21 Sep The Power of Pop-Up
Last week, thanks to funding from the Knight Foundation and the help of over 80 volunteers, the Macon Connects team (NewTown Macon, Macon-Bibb County, Main Street Macon, Bike Walk Macon, Better Block, 8 80 Cities) succeeded in building the world’s largest pop-up bike lane network. If you’re in or around Macon, you have until Saturday September 23rd to ride the 5+ mile route and provide us with feedback on what worked, what didn’t, and how Macon can permanently improve its bike facilities.
What typically takes years of planning took our team four months of preparation and four days of execution. The infrastructure is not perfect.
Dazed volunteers who had spent hours in the sun wavered in the 90+ degree heat and so did some of their paint lines. But pop-up is not meant to be perfect.
The pop-up approach is quick and dirty, but it packs a powerful punch. In the few days that the pop-up lanes have been open to the public, the experiment has already accomplished the following:
1. Carved out space for cyclists on Macon’s streets that never existed before.
- Even though drivers have expressed surprise about the sudden appearance of bike infrastructure, the vast majority of them have been respecting the lanes. The presence of bike lanes has calmed vehicular traffic, providing a safer street experience for all users.

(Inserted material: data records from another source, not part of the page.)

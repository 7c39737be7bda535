#[cfg(test)]
pub mod memory;
pub mod neo4j;

use thiserror::Error;
use tracing::debug;

use crate::model::{Food, IngredientEntry};

#[derive(Error, Debug)]
pub enum GraphError {
    #[error("neo4j: {0}")]
    Neo4j(#[from] neo4rs::Error),
}

/// Ingredient-like nodes hanging off a recipe.
#[derive(Debug, Clone, Copy, PartialEq, Eq, Hash)]
pub enum Part {
    Ingredient,
    Sauce,
}

impl Part {
    pub fn label(self) -> &'static str {
        match self {
            Part::Ingredient => "Ingredient",
            Part::Sauce => "Sauce",
        }
    }

    pub fn relation(self) -> &'static str {
        match self {
            Part::Ingredient => "INGREDIENT_OF",
            Part::Sauce => "SAUCE_OF",
        }
    }
}

/// One merge statement. A food compiles into an ordered list of these,
/// which a store applies inside a single transaction.
#[derive(Debug, Clone, PartialEq, Eq)]
pub enum GraphOp {
    /// `(:Food {name})`
    MergeFood { name: String },
    /// `(:Recipe {name, recipe: steps})-[:RECIPE_OF]->(:Food {name: food})`
    MergeRecipe {
        food: String,
        name: String,
        steps: Vec<String>,
    },
    /// `(:Ingredient|Sauce {name})-[:REL {amount}?]->(:Recipe)`. The recipe is
    /// addressed by its key `(recipe, steps)`.
    MergePart {
        part: Part,
        name: String,
        amount: Option<String>,
        recipe: String,
        steps: Vec<String>,
    },
}

/// Transactional sink for merge plans.
#[allow(async_fn_in_trait)]
pub trait GraphStore {
    type Error: std::error::Error + Send + Sync + 'static;

    /// Apply every op or none of them.
    async fn apply(&mut self, ops: &[GraphOp]) -> Result<(), Self::Error>;
}

pub fn plan_food(food: &Food) -> Vec<GraphOp> {
    let mut ops = vec![GraphOp::MergeFood {
        name: food.name.clone(),
    }];

    for recipe in &food.recipes {
        ops.push(GraphOp::MergeRecipe {
            food: food.name.clone(),
            name: recipe.name.clone(),
            steps: recipe.steps.clone(),
        });

        let parts = recipe
            .ingredients
            .iter()
            .map(|e| (Part::Ingredient, e))
            .chain(recipe.sauces.iter().map(|e| (Part::Sauce, e)));
        for (part, entry) in parts {
            ops.push(part_op(part, entry, &recipe.name, &recipe.steps));
        }
    }
    ops
}

fn part_op(part: Part, entry: &IngredientEntry, recipe: &str, steps: &[String]) -> GraphOp {
    GraphOp::MergePart {
        part,
        name: entry.name.trim().to_string(),
        amount: entry.amount().map(str::to_string),
        recipe: recipe.to_string(),
        steps: steps.to_vec(),
    }
}

/// Upsert one food with all its recipes in a single transaction.
pub async fn write_food<G: GraphStore>(store: &mut G, food: &Food) -> Result<(), G::Error> {
    let ops = plan_food(food);
    debug!(
        "Writing {} ({} recipes, {} statements)",
        food.name,
        food.recipes.len(),
        ops.len()
    );
    store.apply(&ops).await
}

#[cfg(test)]
pub(crate) mod fixtures {
    use crate::model::{number_steps, Food, IngredientEntry, Recipe};

    pub fn recipe(name: &str, ingredients: &[(&str, &str)], sauces: &[(&str, &str)]) -> Recipe {
        let entries = |xs: &[(&str, &str)]| {
            xs.iter()
                .map(|(n, q)| IngredientEntry::new(n, q))
                .collect::<Vec<_>>()
        };
        Recipe {
            name: name.to_string(),
            ingredients: entries(ingredients),
            sauces: entries(sauces),
            steps: number_steps(["Prepare", "Cook"]),
        }
    }

    pub fn food(name: &str, recipes: Vec<Recipe>) -> Food {
        Food {
            name: name.to_string(),
            recipes,
        }
    }
}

2. Educated Macon residents about different types of on-street bike infrastructure.
- We tested out five types of bike infrastructure on Macon’s streets so that we can gather feedback about the user-friendliness of each type of facility. Many of these facilities are completely new to Macon, and many Maconites on bikes are experiencing them for the first time. Informational signage along the route educates all passersby about the benefits of each type of facility.

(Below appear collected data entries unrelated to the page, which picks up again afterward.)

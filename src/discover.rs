use std::collections::HashSet;

use thiserror::Error;
use tracing::info;

use crate::config::SiteConfig;
use crate::fetch::{FetchError, PageFetcher};
use crate::parser::{listing, ParseError};

#[derive(Error, Debug)]
pub enum DiscoveryError {
    #[error("failed to fetch listing page: {0}")]
    Fetch(#[from] FetchError),

    #[error("failed to parse root listing: {0}")]
    Parse(#[from] ParseError),
}

/// Walk the category listing and return every food name, deduplicated in
/// first-seen order. Any failed request aborts the whole discovery.
pub async fn discover_food_names<F: PageFetcher>(
    fetcher: &F,
    site: &SiteConfig,
) -> Result<Vec<String>, DiscoveryError> {
    let root_url = site.listing_url();
    info!("Fetching category listing: {}", root_url);
    let root = fetcher.get(&root_url).await?;
    let codes = listing::parse_category_codes(&root)?;
    info!("Found {} categories", codes.len());

    let mut seen = HashSet::new();
    let mut foods = Vec::new();
    for code in &codes {
        info!("Getting food from category {}", code);
        let page = fetcher.get(&site.category_url(code)).await?;
        for name in listing::parse_food_names(&page) {
            if seen.insert(name.clone()) {
                foods.push(name);
            }
        }
    }

    info!("Discovered {} foods", foods.len());
    Ok(foods)
}
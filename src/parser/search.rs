use std::sync::LazyLock;

use scraper::{Html, Selector};

static RECIPE_LINK: LazyLock<Selector> =
    LazyLock::new(|| Selector::parse(".common_sp_link").expect("valid link selector"));

/// Recipe ids linked from a search results page, in result order.
///
/// Links look like `/recipe/6903394`; the id is the last path segment.
pub fn parse_candidate_ids(html: &str) -> Vec<String> {
    let doc = Html::parse_document(html);
    doc.select(&RECIPE_LINK)
        .filter_map(|el| el.value().attr("href"))
        .filter_map(|href| href.trim().rsplit('/').next())
        .filter(|id| !id.is_empty())
        .map(str::to_string)
        .collect()
}

#[cfg(test)]
pub(crate) mod fixtures {
    pub fn search_page(ids: &[&str]) -> String {
        let cards: String = ids
            .iter()
            .map(|id| {
                format!(
                    r#"<li class="common_sp_list_li"><div class="common_sp_thumb">
                    <a href="/recipe/{id}" class="common_sp_link"><img src="x.jpg"></a></div></li>"#
                )
            })
            .collect();
        format!(r#"<html><body><ul class="common_sp_list_ul">{cards}</ul></body></html>"#)
    }
}
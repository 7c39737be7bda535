use std::collections::HashSet;
use std::sync::LazyLock;

use regex::Regex;
use scraper::{Html, Selector};

use super::{text_of, ParseError};

const CATEGORY_GROUP_CSS: &str =
    "#id_search_category > table > tbody > tr:nth-child(1) > td > div > div:nth-child(3)";

static CATEGORY_GROUP: LazyLock<Selector> =
    LazyLock::new(|| Selector::parse(CATEGORY_GROUP_CSS).expect("valid category selector"));

static ANCHOR: LazyLock<Selector> =
    LazyLock::new(|| Selector::parse("a[href]").expect("valid anchor selector"));

static FOOD_ITEM: LazyLock<Selector> = LazyLock::new(|| {
    Selector::parse("#contents_area_full > div.s_category_tag > ul > li")
        .expect("valid food item selector")
});

/// Second quoted argument of `javascript:goSearchRecipe('cat3','63')`.
static CATEGORY_CODE_RE: LazyLock<Regex> = LazyLock::new(|| {
    Regex::new(r"'[^']*'\s*,\s*'([^']*)'").expect("valid category code regex")
});

/// Category codes from the third category group of the root listing page.
///
/// The "all" entry carries an empty code and is skipped.
pub fn parse_category_codes(html: &str) -> Result<Vec<String>, ParseError> {
    let doc = Html::parse_document(html);
    let group = doc
        .select(&CATEGORY_GROUP)
        .next()
        .ok_or(ParseError::MissingElement("category group"))?;

    let mut seen = HashSet::new();
    let codes = group
        .select(&ANCHOR)
        .filter_map(|a| a.value().attr("href"))
        .filter_map(|href| CATEGORY_CODE_RE.captures(href))
        .filter_map(|caps| caps.get(1).map(|m| m.as_str().trim().to_string()))
        .filter(|code| !code.is_empty() && seen.insert(code.clone()))
        .collect();
    Ok(codes)
}

/// Food names listed on a category page, in page order.
pub fn parse_food_names(html: &str) -> Vec<String> {
    let doc = Html::parse_document(html);
    doc.select(&FOOD_ITEM)
        .map(text_of)
        .filter(|name| !name.is_empty())
        .collect()
}

#[cfg(test)]
pub(crate) mod fixtures {
    /// Root listing page with a category table; `codes` land in the third group.
    pub fn root_listing(codes: &[&str]) -> String {
        let anchors: String = codes
            .iter()
            .map(|c| format!(r#"<a href="javascript:goSearchRecipe('cat3','{c}')">cat {c}</a>"#))
            .collect();
        format!(
            r#"<html><body>
            <div id="id_search_category"><table><tr><td><div>
              <div class="cate_list"><span>By kind</span><a href="javascript:goSearchRecipe('cat4','')">All</a><a href="javascript:goSearchRecipe('cat4','63')">Side</a></div>
              <div class="cate_list"><span>By situation</span><a href="javascript:goSearchRecipe('cat2','12')">Daily</a></div>
              <div class="cate_list"><span>By ingredient</span><a href="javascript:goSearchRecipe('cat3','')" class="active">All</a>{anchors}</div>
            </div></td></tr></table></div>
            </body></html>"#
        )
    }

    pub fn category_page(foods: &[&str]) -> String {
        let items: String = foods.iter().map(|f| format!("<li>{f}</li>")).collect();
        format!(
            r#"<html><body><div id="contents_area_full">
            <div class="s_category_tag"><ul>{items}</ul></div>
            </div></body></html>"#
        )
    }
}

#[cfg(test)]
mod tests {
    use super::fixtures::*;
    use super::*;

    #[test]
    fn codes_from_third_group_only() {
        let html = root_listing(&["70", "71", "72"]);
        let codes = parse_category_codes(&html).unwrap();
        assert_eq!(codes, vec!["70", "71", "72"]);
    }

    #[test]
    fn duplicate_codes_collapse() {
        let html = root_listing(&["70", "70", "71"]);
        assert_eq!(parse_category_codes(&html).unwrap(), vec!["70", "71"]);
    }

    #[test]
    fn missing_category_group_is_error() {
        let err = parse_category_codes("<html><body><p>maintenance</p></body></html>").unwrap_err();
        assert!(matches!(err, ParseError::MissingElement(_)));
    }

    #[test]
    fn food_names_trimmed_in_order() {
        let html = category_page(&[" Kimchi Stew ", "Bibimbap", "  "]);
        assert_eq!(parse_food_names(&html), vec!["Kimchi Stew", "Bibimbap"]);
    }

    #[test]
    fn empty_category_page() {
        assert!(parse_food_names("<html></html>").is_empty());
    }
}
use std::path::PathBuf;

use anyhow::{Context, Result};
use reqwest::Url;

pub const DEFAULT_BASE_URL: &str = "https://www.10000recipe.com";
pub const DEFAULT_CHECKPOINT: &str = "crawling.json";
pub const DEFAULT_NEO4J_URI: &str = "bolt://localhost";
pub const DEFAULT_NEO4J_USER: &str = "neo4j";
pub const DEFAULT_NEO4J_PASSWORD: &str = "saveplate";
pub const DEFAULT_NEO4J_DB: &str = "neo4j";

/// Upper bound on recipe pages crawled per food.
pub const MAX_CANDIDATES: usize = 10;

/// Everything the orchestrator needs, resolved once at startup.
#[derive(Debug, Clone)]
pub struct Config {
    pub site: SiteConfig,
    pub graph: GraphConfig,
    pub checkpoint_path: PathBuf,
    pub max_candidates: usize,
}

#[derive(Debug, Clone)]
pub struct GraphConfig {
    pub uri: String,
    pub user: String,
    pub password: String,
    pub database: String,
}

impl Default for GraphConfig {
    fn default() -> Self {
        Self {
            uri: DEFAULT_NEO4J_URI.into(),
            user: DEFAULT_NEO4J_USER.into(),
            password: DEFAULT_NEO4J_PASSWORD.into(),
            database: DEFAULT_NEO4J_DB.into(),
        }
    }
}

/// URL layout of the recipe site. Listing, category and search pages all
/// share `recipe/list.html` and differ only in the query string.
#[derive(Debug, Clone)]
pub struct SiteConfig {
    base: String,
    list_url: Url,
}

impl SiteConfig {
    pub fn new(base: &str) -> Result<Self> {
        let base = base.trim_end_matches('/').to_string();
        let list_url = Url::parse(&format!("{}/recipe/list.html", base))
            .with_context(|| format!("Invalid base URL: {}", base))?;
        Ok(Self { base, list_url })
    }

    pub fn listing_url(&self) -> String {
        self.list_url.to_string()
    }

    pub fn category_url(&self, code: &str) -> String {
        self.list_with_query("cat3", code)
    }

    pub fn search_url(&self, food: &str) -> String {
        self.list_with_query("q", food)
    }

    pub fn recipe_url(&self, id: &str) -> String {
        format!("{}/recipe/{}", self.base, id)
    }

    fn list_with_query(&self, key: &str, value: &str) -> String {
        let mut url = self.list_url.clone();
        url.query_pairs_mut().append_pair(key, value);
        url.to_string()
    }
}

impl Config {
    pub fn clamp_candidates(n: usize) -> usize {
        n.clamp(1, MAX_CANDIDATES)
    }
}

3. Ignited community dialogue about the role of bikes in Macon.
- 95% of Macon residents commute to work/school by car. The second most common mode of commuting is telecommuting. With the new pop-up network, we are giving people something to talk about. Whether it’s debating the role of cycling in Macon’s future, providing feedback about bike lane designs, or expressing opposition or support for a permanent bike lane network in Macon, there’s a new buzz in the air.
4. Lured new cyclists onto Macon’s streets.

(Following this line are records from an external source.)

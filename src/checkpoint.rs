use std::fs;
use std::io::{self, Write};
use std::path::{Path, PathBuf};

use serde::{Deserialize, Serialize};
use thiserror::Error;

#[derive(Error, Debug)]
pub enum CheckpointError {
    #[error("checkpoint I/O on {path}: {source}")]
    Io { path: PathBuf, source: io::Error },

    #[error("checkpoint {path} is not valid JSON: {source}")]
    Json {
        path: PathBuf,
        source: serde_json::Error,
    },

    #[error("checkpoint {path} is corrupt: progress {progress} exceeds {total} foods")]
    Corrupt {
        path: PathBuf,
        progress: usize,
        total: usize,
    },
}

/// Crawl progress: the fixed food list and how many of it are done.
///
/// Serialized as `{"progress": <n>, "food": [...]}`.
#[derive(Debug, Clone, PartialEq, Eq, Serialize, Deserialize)]
pub struct CheckpointState {
    #[serde(rename = "progress")]
    pub processed: usize,
    #[serde(rename = "food")]
    pub foods: Vec<String>,
}

impl CheckpointState {
    pub fn new(foods: Vec<String>) -> Self {
        Self { processed: 0, foods }
    }

    /// Foods not yet processed, in original order.
    pub fn remaining(&self) -> &[String] {
        &self.foods[self.processed.min(self.foods.len())..]
    }

    pub fn is_done(&self) -> bool {
        self.processed >= self.foods.len()
    }

    pub fn advance(&mut self) {
        if !self.is_done() {
            self.processed += 1;
        }
    }
}

/// JSON checkpoint file, rewritten whole on every save.
pub struct CheckpointStore {
    path: PathBuf,
}

impl CheckpointStore {
    pub fn new(path: impl Into<PathBuf>) -> Self {
        Self { path: path.into() }
    }

    pub fn path(&self) -> &Path {
        &self.path
    }

    /// `Ok(None)` when no checkpoint has been written yet.
    pub fn load(&self) -> Result<Option<CheckpointState>, CheckpointError> {
        let text = match fs::read_to_string(&self.path) {
            Ok(t) => t,
            Err(e) if e.kind() == io::ErrorKind::NotFound => return Ok(None),
            Err(e) => return Err(self.io_err(e)),
        };
        let state: CheckpointState =
            serde_json::from_str(&text).map_err(|source| CheckpointError::Json {
                path: self.path.clone(),
                source,
            })?;
        if state.processed > state.foods.len() {
            return Err(CheckpointError::Corrupt {
                path: self.path.clone(),
                progress: state.processed,
                total: state.foods.len(),
            });
        }
        Ok(Some(state))
    }

    /// Write to a sibling temp file, fsync, then rename over the checkpoint,
    /// so a crash leaves either the old or the new document.
    pub fn save(&self, state: &CheckpointState) -> Result<(), CheckpointError> {
        let json = serde_json::to_vec(state).map_err(|source| CheckpointError::Json {
            path: self.path.clone(),
            source,
        })?;

        if let Some(parent) = self.path.parent() {
            if !parent.as_os_str().is_empty() {
                fs::create_dir_all(parent).map_err(|e| self.io_err(e))?;
            }
        }

        let tmp = self.tmp_path();
        let write = || -> io::Result<()> {
            let mut file = fs::File::create(&tmp)?;
            file.write_all(&json)?;
            file.sync_all()
        };
        let result = write()
            .map_err(|source| CheckpointError::Io {
                path: tmp.clone(),
                source,
            })
            .and_then(|()| fs::rename(&tmp, &self.path).map_err(|e| self.io_err(e)));
        if result.is_err() {
            let _ = fs::remove_file(&tmp);
        }
        result
    }

    fn tmp_path(&self) -> PathBuf {
        let mut name = self
            .path
            .file_name()
            .map(|n| n.to_os_string())
            .unwrap_or_else(|| "checkpoint".into());
        name.push(".tmp");
        self.path.with_file_name(name)
    }

    fn io_err(&self, source: io::Error) -> CheckpointError {
        CheckpointError::Io {
            path: self.path.clone(),
            source,
        }
    }
}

- On the first day the pop up lanes were open, I rode next to a woman who admitted that she hadn’t ridden a bike in 20 years. She was not the only one. The pop up infrastructure invited new cyclists on to the street and gave them a new sense of confidence. A woman in a scooter-style mobility device came out to volunteer with the striping of bike lanes because she felt like bike infrastructure could double as safe infrastructure for people in personal scooters. These are all signs that if you build it, they will come.
5. Got people wanting more.
- Recognizing the benefits of a downtown bike lane network, Mayor Reichert announced at the ribbon cutting ceremony that the bike lanes should stay up for a week, rather than the initially-allotted two days. Beyond getting people thinking about the future of biking in Macon, we also got people wanting more out of Macon’s public spaces. To launch the pop up network, the team hosted a block party on 3rd Street where we tested out new types of street furniture and built a pop-up beach (by far the most popular attraction), and more. Residents who were previously accustomed to the 3rd Street median park as just a place to pass through came to see it in a new light, with new potential uses.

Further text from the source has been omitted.